でも、そうなっちゃうくらい嫌いなんだよ。


『うるっせええぇぇぇぇぇ!!!!!!!』

少年が雄叫びをあげ、巨大な黒い手を生み出し、振り上げ、叩きつける。


「させないっ!」サビナが杖を振り上げて大きな光の障壁を生み出し、手を弾く。

「守ってくれ、神樹!」カシスが聖なる力を秘めた神樹に呼びかけ、その根がウチらを守るかのように覆う。破滅を願う闇の魔力を相殺させるには、生命を司る神樹の力だ。

「マリ、やるなら今だ。葬り去れ!」ラクトが告げる。でも。

「こっからじゃ届かないって!」ああ、立体音響が恋しい。

と、ランスがアーサーから杖を奪い取る。

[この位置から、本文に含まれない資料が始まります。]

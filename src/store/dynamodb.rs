use async_trait::async_trait;
use aws_config::SdkConfig;
use aws_sdk_dynamodb::error::DisplayErrorContext;
use aws_sdk_dynamodb::types::AttributeValue;
use aws_sdk_dynamodb::Client;

use crate::connection::{ConnectionId, CONNECTION_ID_ATTRIBUTE};

use super::{ConnectionStore, StoreError};

/// Connection table stored in DynamoDB
pub struct DynamoDbConnectionStore {
    client: Client,
    table_name: String,
}

impl DynamoDbConnectionStore {
    pub fn new(client: Client, table_name: impl Into<String>) -> Self {
        Self {
            client,
            table_name: table_name.into(),
        }
    }

    pub fn from_sdk_config(config: &SdkConfig, table_name: impl Into<String>) -> Self {
        Self::new(Client::new(config), table_name)
    }
}

#[async_trait]
impl ConnectionStore for DynamoDbConnectionStore {
    fn backend_type(&self) -> &'static str {
        "dynamodb"
    }

    async fn delete(&self, connection_id: &ConnectionId) -> Result<(), StoreError> {
        self.client
            .delete_item()
            .table_name(&self.table_name)
            .key(
                CONNECTION_ID_ATTRIBUTE,
                AttributeValue::S(connection_id.to_string()),
            )
            .send()
            .await
            .map_err(|e| StoreError::Backend(DisplayErrorContext(&e).to_string()))?;

        tracing::debug!(
            table = %self.table_name,
            connection_id = %connection_id,
            "Deleted connection record"
        );

        Ok(())
    }
}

彼がずっと使っている、先端に大きな赤い宝石が……いや、炎属性の魔力を封じ込めた魔石が、はめ込まれた杖。

「アーサー、お前の「威力倍増」の魔石、借りるぜ!」赤い目が煉獄の使者に向けてウィンクする。

「……持っていけ!」アーサーもニヤリと笑い、彼の生み出す炎の光で障壁の強化に入る。

「ちと大きすぎるだろうが、使って良いとさ。」盗賊が手渡す、Aランク魔導士専用と思われた魔杖。

「あんがと!」ウチはそれを受け取り、魔王に向かう。


まずは強化だ。この障壁は、それくらい耐えるだろう。


「♪愛したって良いじゃないか 縛り誰も触れないよう これも運命じゃないか」

「「♪消える 消える とある愛瀬」」


十人に分身するよりは簡単であろう、もう一人だけ自分を生み出す歌。

さらに同じくらいの歌唱力を詰め込んだので、結構パワフル。サビだけじゃなく、一曲フルで歌うくらいは耐えてくれる分身。

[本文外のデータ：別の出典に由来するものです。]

//! `$disconnect` route: drop the connection record.
//!
//! The socket is already closed when this runs, so the gateway always gets a
//! 200. Cleanup is best effort: a missing connection id or a failed delete is
//! swallowed without being reported.

use std::sync::Arc;

use serde_json::Value;

use crate::connection::ConnectionId;
use crate::error::Result;
use crate::store::ConnectionStore;

use super::types::{BestEffort, GatewayResponse};

pub struct DisconnectHandler {
    store: Arc<dyn ConnectionStore>,
}

impl DisconnectHandler {
    pub fn new(store: Arc<dyn ConnectionStore>) -> Self {
        Self { store }
    }

    #[tracing::instrument(name = "ws.disconnect", skip(self, event))]
    pub async fn handle(&self, event: Value) -> GatewayResponse {
        tracing::info!(event = %event, "Disconnect event received");

        match BestEffort::from_result(self.delete_record(&event).await) {
            BestEffort::Completed => {
                tracing::debug!(
                    backend = self.store.backend_type(),
                    "Connection record removed"
                );
            }
            BestEffort::Suppressed => {
                tracing::debug!(
                    backend = self.store.backend_type(),
                    "Connection cleanup skipped"
                );
            }
        }

        GatewayResponse::ok()
    }

    async fn delete_record(&self, event: &Value) -> Result<()> {
        let connection_id = ConnectionId::from_event(event)?;
        self.store.delete(&connection_id).await?;
        Ok(())
    }
}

『消えろ消えろ消えろ!! きもいんだよおおぉぉぉぉぉぉ!!!』自分の考えを否定され、荒れ狂う魔王。

こんな幼稚な奴が国を治められるって、この世界も大変だ。


「そんなにラップが好きなら、こっちもラップで戦ってやるよ!」

そう口にして、伴奏石をひねる。警告のようなブザー音から、ヘヴィなロックギターが混ざり込む。

ラップというか、マッシュアップだ。

勝利が約束される破壊力を秘めた歌に反応してか、ウチの二つの体が、女神の祝福である黄金の光に包まれる。

二人の声が魔石を通して魔王へ、一筋の光として届く。

元同じ世界から来た、同じような境遇のやつだからって言われたって、あいつはもう人間じゃない。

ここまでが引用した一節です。